Just the Memory of Love
Page 37
“Tomorrow. Why would she want to meet me?”
“I think she will when you mention my friend’s name. Where are you staying?”
“The Wentworth.”
“Her office is next door. What a nice coincidence. Her name is Lindsay Healy. Give me a ring when you come back.”
The envelope Heath handed to the reporter had Lindsay’s address on the outside with inside a short letter from Will Langton.
During Sunday lunch in Heath’s Chelsea flat prior to meeting the young reporter, he had asked Will if he wanted to make some money.
“I can’t think how but of course. My brother doesn’t overpay and the bedsitter grates on my nerves.”
“But I thought you had a lot of money?” said Heath, “Laurie Hall told me Byron had given you a substantial introductory fee for the crocodile skins.”
“He was wrong. That was Laurie’s show. I didn’t want to be part of a massacre. Ivory from our safari operation was something I sold without thinking through the implications. When you first get to Africa, you think the wildlife is limitless, but it isn’t. The wilderness is shrinking in direct proportion to man’s population growth… Even my ivory nest egg seems to have disappeared. Byron won’t talk about it; my brother likes to talk about his successes, not his failures. He warned me that not all venture investments make money and I just assume I was unlucky. Everything in England is so expensive. In Africa if I wanted food I put a line in the river. Everything you do in London costs money and seventeen pounds eight shillings doesn’t go far. When did you get into journalism?”
“When I was fifteen.”
“That’s it, you see. What my mother always said, if I didn’t get a proper job and proper training I would end up in the poor house. Funny how mothers are often so right.”

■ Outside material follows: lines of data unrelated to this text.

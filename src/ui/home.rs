/// Discover tab: search, category chips and the filtered spot list
use iced::widget::{button, column, container, horizontal_space, row, scrollable, text, text_input, Column};
use iced::{Alignment, Element, Length};
use iced_aw::Wrap;

use super::style;
use crate::state::data::StudySpot;
use crate::state::filter::CATEGORIES;
use crate::state::navigation::Screen;
use crate::state::session::Session;
use crate::Message;

/// Number of amenities previewed on a card before "+N"
const AMENITY_PREVIEW: usize = 2;

pub fn view(session: &Session) -> Element<'_, Message> {
    let filter_label = if session.filters().is_default() {
        "Filters"
    } else {
        "Filters •"
    };

    let search = row![
        text_input("Find a Spot...", session.search_term())
            .on_input(Message::SearchChanged)
            .padding(10),
        button(text(filter_label))
            .on_press(Message::Navigate(Screen::Filter, None))
            .style(style::toggle_button(!session.filters().is_default()))
            .padding([10, 14]),
    ]
    .spacing(8)
    .align_y(Alignment::Center);

    let chips: Vec<Element<Message>> = CATEGORIES
        .iter()
        .map(|&category| {
            button(text(category).size(13))
                .on_press(Message::CategorySelected(category.to_string()))
                .style(style::toggle_button(session.active_category() == category))
                .padding([6, 16])
                .into()
        })
        .collect();

    let spots = session.filtered_spots();
    let list: Element<Message> = if spots.is_empty() {
        container(text("No spots match your search.").color(style::GRAY))
            .padding(24)
            .center_x(Length::Fill)
            .into()
    } else {
        Column::with_children(spots.into_iter().map(spot_card))
            .spacing(12)
            .into()
    };

    column![
        text("McStudy").size(28).font(style::BOLD).color(style::NAVY),
        search,
        Wrap::with_elements(chips).spacing(8.0).line_spacing(8.0),
        text("Popular Study Spots").size(18).font(style::BOLD),
        scrollable(list).height(Length::Fill),
    ]
    .spacing(14)
    .padding(16)
    .into()
}

/// Amenity chips for a card: the first few, then "+N"
fn amenity_preview(spot: &StudySpot) -> Vec<String> {
    let mut chips: Vec<String> = spot
        .amenities
        .iter()
        .take(AMENITY_PREVIEW)
        .cloned()
        .collect();
    if spot.amenities.len() > AMENITY_PREVIEW {
        chips.push(format!("+{}", spot.amenities.len() - AMENITY_PREVIEW));
    }
    chips
}

fn spot_card(spot: &StudySpot) -> Element<'_, Message> {
    let amenities = amenity_preview(spot)
        .into_iter()
        .fold(row![].spacing(6), |row, label| row.push(style::chip(label)));

    let content = column![
        row![
            text(&spot.name).size(15).font(style::BOLD),
            horizontal_space(),
            style::badge(spot.crowd_status.label(), style::crowd_color(spot.crowd_status)),
        ]
        .spacing(8)
        .align_y(Alignment::Center),
        row![
            text(format!("★ {:.1}", spot.rating)).size(12).color(style::STAR),
            text(format!("•  {}", spot.distance)).size(12).color(style::GRAY),
        ]
        .spacing(6),
        amenities,
    ]
    .spacing(8);

    button(container(content).padding(12).width(Length::Fill).style(style::card))
        .on_press(Message::Navigate(Screen::Detail, Some(spot.id.clone())))
        .style(button::text)
        .padding(0)
        .width(Length::Fill)
        .into()
}
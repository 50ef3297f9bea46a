use iced::task;
use iced::widget::{container, Column};
use iced::{Element, Length, Task, Theme};
use log::{error, info};
use std::time::Duration;

mod config;
mod error;
mod state;
mod ui;

use config::Config;
use state::catalog::Catalog;
use state::filter::NoiseLevel;
use state::navigation::Screen;
use state::session::{ReturnTicket, Session};
use ui::profile::ProfileTab;
use ui::toast::Toast;

/// Main application state
struct McStudy {
    /// Catalog, navigation and filters for this session
    session: Session,
    config: Config,
    /// Notification shown above the current screen
    toast: Option<Toast>,
    /// Selected list on the profile tab
    profile_tab: ProfileTab,
    /// In-flight delay after a review submission, with the ticket it carries
    return_handle: Option<(ReturnTicket, task::Handle)>,
}

/// Application messages (events)
#[derive(Debug, Clone)]
pub enum Message {
    /// Switch screen, optionally selecting a spot
    Navigate(Screen, Option<String>),
    /// Context-sensitive back action
    Back,
    CategorySelected(String),
    SearchChanged(String),
    NoiseSelected(NoiseLevel),
    AmenityToggled(String),
    OpenNowToggled(bool),
    ResetFilters,
    ToggleFavorite(String),
    CheckIn(String),
    RatingSelected(u8),
    ReviewTextChanged(String),
    SubmitReview,
    /// The post-submission delay elapsed
    ReturnDue(ReturnTicket),
    ProfileTabSelected(ProfileTab),
}

impl McStudy {
    /// Create a new instance of the application
    fn new(catalog: Catalog, config: Config) -> (Self, Task<Message>) {
        info!("🎓 McStudy initialized with {} study spots", catalog.len());

        let session = Session::new(
            catalog,
            config.profile.review_name.clone(),
            config.min_review_chars,
        );

        (
            McStudy {
                session,
                config,
                toast: None,
                profile_tab: ProfileTab::default(),
                return_handle: None,
            },
            Task::none(),
        )
    }

    /// Handle application messages and update state
    fn update(&mut self, message: Message) -> Task<Message> {
        match message {
            Message::Navigate(screen, place_id) => {
                self.leave_screen();
                self.session.navigate_to(screen, place_id.as_deref());
            }
            Message::Back => {
                self.leave_screen();
                self.session.go_back();
            }
            Message::CategorySelected(category) => self.session.set_category(&category),
            Message::SearchChanged(term) => self.session.set_search(term),
            Message::NoiseSelected(level) => self.session.set_noise_level(level),
            Message::AmenityToggled(amenity) => self.session.toggle_amenity(&amenity),
            Message::OpenNowToggled(open_now) => self.session.set_open_now(open_now),
            Message::ResetFilters => self.session.reset_filters(),
            Message::ToggleFavorite(id) => {
                self.session.toggle_favorite(&id);
            }
            Message::CheckIn(id) => {
                self.session.check_in(&id);
            }
            Message::RatingSelected(rating) => self.session.set_draft_rating(rating),
            Message::ReviewTextChanged(text) => self.session.set_draft_text(text),
            Message::SubmitReview => match self.session.submit_review() {
                Ok(ticket) => {
                    self.toast = Some(Toast::success("Review submitted successfully!"));

                    // Simulated network latency, then back to the spot
                    let delay = Duration::from_millis(self.config.review_return_delay_ms);
                    let (task, handle) = Task::perform(tokio::time::sleep(delay), move |_| {
                        Message::ReturnDue(ticket)
                    })
                    .abortable();
                    self.abort_return();
                    self.return_handle = Some((ticket, handle));

                    return task;
                }
                Err(e) => {
                    self.toast = Some(Toast::error(e.to_string()));
                }
            },
            Message::ReturnDue(ticket) => {
                if matches!(&self.return_handle, Some((live, _)) if *live == ticket) {
                    self.return_handle = None;
                }
                self.session.complete_return(ticket);
            }
            Message::ProfileTabSelected(tab) => self.profile_tab = tab,
        }

        Task::none()
    }

    /// Drop screen-bound state before any navigation
    fn leave_screen(&mut self) {
        self.toast = None;
        self.abort_return();
    }

    fn abort_return(&mut self) {
        if let Some((_, handle)) = self.return_handle.take() {
            handle.abort();
        }
    }

    /// Build the user interface
    fn view(&self) -> Element<Message> {
        let current = self.session.current_screen();

        let screen = match current {
            Screen::Home => ui::home::view(&self.session),
            Screen::Filter => ui::filter::view(&self.session),
            Screen::Detail => ui::detail::view(
                self.session.selected_spot(),
                self.session.navigator().detail_parent(),
            ),
            Screen::Review => ui::review::view(&self.session),
            Screen::Profile => ui::profile::view(&self.session, &self.config.profile, self.profile_tab),
            Screen::Map => ui::map::view(&self.session),
        };

        let mut layout = Column::new();
        if let Some(toast) = &self.toast {
            layout = layout.push(container(ui::toast::view(toast)).padding([8, 12]));
        }
        layout = layout.push(container(screen).height(Length::Fill));
        if current.is_tab() {
            layout = layout.push(ui::bottom_nav::view(current));
        }

        container(layout)
            .width(Length::Fill)
            .height(Length::Fill)
            .into()
    }

    /// Set the application theme
    fn theme(&self) -> Theme {
        Theme::Light
    }
}

fn main() -> iced::Result {
    env_logger::Builder::from_env(env_logger::Env::default().default_filter_or("info")).init();

    let config = Config::load();
    let catalog = match Catalog::seeded() {
        Ok(catalog) => catalog,
        Err(e) => {
            error!("❌ Cannot start without a catalog: {}", e);
            std::process::exit(1);
        }
    };

    let window_size = (config.window_width, config.window_height);

    iced::application("McStudy", McStudy::update, McStudy::view)
        .theme(McStudy::theme)
        .window_size(window_size)
        .centered()
        .run_with(move || McStudy::new(catalog, config))
}
/// Catalog filtering
///
/// The filtered view is a pure function of the spot list, the active
/// category, the search term and the structured `FilterState`. Nothing
/// here mutates the catalog, and the result keeps catalog order.

use std::collections::BTreeSet;

use super::data::{CrowdStatus, StudySpot};

/// Category chip that disables category filtering
pub const ALL_CATEGORIES: &str = "All";

/// Category chips offered on the home screen
pub const CATEGORIES: [&str; 6] = [
    ALL_CATEGORIES,
    "Libraries",
    "Cafes",
    "Outdoors",
    "Study Halls",
    "Lounges",
];

/// Amenities offered by the filter overlay
pub const AMENITY_CHOICES: [&str; 6] = [
    "Power Outlets",
    "Whiteboards",
    "Food Nearby",
    "WiFi",
    "Monitor",
    "Standing Desk",
];

/// User-facing noise vocabulary
///
/// Silent and Quiet both map onto the `Quiet` crowd status, Social
/// maps onto `Busy`.
#[derive(Debug, Clone, Copy, PartialEq, Eq, Default)]
pub enum NoiseLevel {
    #[default]
    Any,
    Silent,
    Quiet,
    Moderate,
    Social,
}

impl NoiseLevel {
    /// Choices shown in the overlay (`Any` is only reachable via reset)
    pub const CHOICES: [NoiseLevel; 4] = [
        NoiseLevel::Silent,
        NoiseLevel::Quiet,
        NoiseLevel::Moderate,
        NoiseLevel::Social,
    ];

    pub fn label(&self) -> &'static str {
        match self {
            NoiseLevel::Any => "Any",
            NoiseLevel::Silent => "Silent",
            NoiseLevel::Quiet => "Quiet",
            NoiseLevel::Moderate => "Moderate",
            NoiseLevel::Social => "Social",
        }
    }

    /// Crowd status this level selects, `None` for `Any`
    pub fn crowd_status(&self) -> Option<CrowdStatus> {
        match self {
            NoiseLevel::Any => None,
            NoiseLevel::Silent | NoiseLevel::Quiet => Some(CrowdStatus::Quiet),
            NoiseLevel::Moderate => Some(CrowdStatus::Moderate),
            NoiseLevel::Social => Some(CrowdStatus::Busy),
        }
    }

    pub fn matches(&self, status: CrowdStatus) -> bool {
        self.crowd_status().map_or(true, |wanted| wanted == status)
    }
}

/// Structured filters chosen in the filter overlay
///
/// Applies globally to the catalog view, independent of any single spot.
#[derive(Debug, Clone, PartialEq, Default)]
pub struct FilterState {
    pub noise_level: NoiseLevel,
    /// Amenities a spot must all have
    pub amenities: BTreeSet<String>,
    /// Stored and shown, but not applied: every spot is treated as open
    pub open_now: bool,
}

impl FilterState {
    /// Add the amenity if absent, remove it if present
    pub fn toggle_amenity(&mut self, amenity: &str) {
        if !self.amenities.remove(amenity) {
            self.amenities.insert(amenity.to_string());
        }
    }

    pub fn has_amenity(&self, amenity: &str) -> bool {
        self.amenities.contains(amenity)
    }

    /// Check if no filter is narrowing the view
    pub fn is_default(&self) -> bool {
        *self == Self::default()
    }

    /// Back to `any`, no amenities, open-now off
    pub fn reset(&mut self) {
        *self = Self::default();
    }

    /// Noise and amenity predicates, ANDed
    pub fn matches(&self, spot: &StudySpot) -> bool {
        self.noise_level.matches(spot.crowd_status)
            && self.amenities.iter().all(|a| spot.has_amenity(a))
    }
}

pub fn matches_category(spot: &StudySpot, category: &str) -> bool {
    category == ALL_CATEGORIES || spot.category == category
}

/// Case-insensitive substring match on name or description
pub fn matches_search(spot: &StudySpot, search: &str) -> bool {
    let needle = search.to_lowercase();
    spot.name.to_lowercase().contains(&needle)
        || spot.description.to_lowercase().contains(&needle)
}

/// Derive the visible spot list. Stable: catalog order is preserved.
pub fn filter_spots<'a>(
    spots: &'a [StudySpot],
    category: &str,
    search: &str,
    filters: &FilterState,
) -> Vec<&'a StudySpot> {
    spots
        .iter()
        .filter(|spot| matches_category(spot, category))
        .filter(|spot| matches_search(spot, search))
        .filter(|spot| filters.matches(spot))
        .collect()
}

“I have a publisher interested in a wildlife photo-journal. Big colour, glossy. Twenty thousand print. Expensive.”
“To take all my photographs again would take years. That one shot of the old leopard at the waterhole with the quail took me six months of patience. Leopard are mostly nocturnal. Those photographs I gave Lindsay were priceless.”
“Did you sign anything?”
“I think so. Yes. A sort of hire and release contract, I think. I don’t know. I always trust people. Mother says I’m stupid. She’s probably right… Do you think I could have a little more of the roast chicken? Can’t roast chicken on two gas rings. Last Sunday my sister-in-law gave me lunch which was very nice of her but I do feel like the poor relation.”
“How’s the baby?”
“Absolutely fine. Like everything else of Byron’s, absolutely fine. Boy’s healthy, will probably be good looking, go to Stanmore and take a First at Oxford and end up running his father’s bank. My mother is tickled pink with a grandson so that’s something. Tell me, Heath, how do you English put up with this weather? Month after month of miserable, cold, grey weather. Very depressing.”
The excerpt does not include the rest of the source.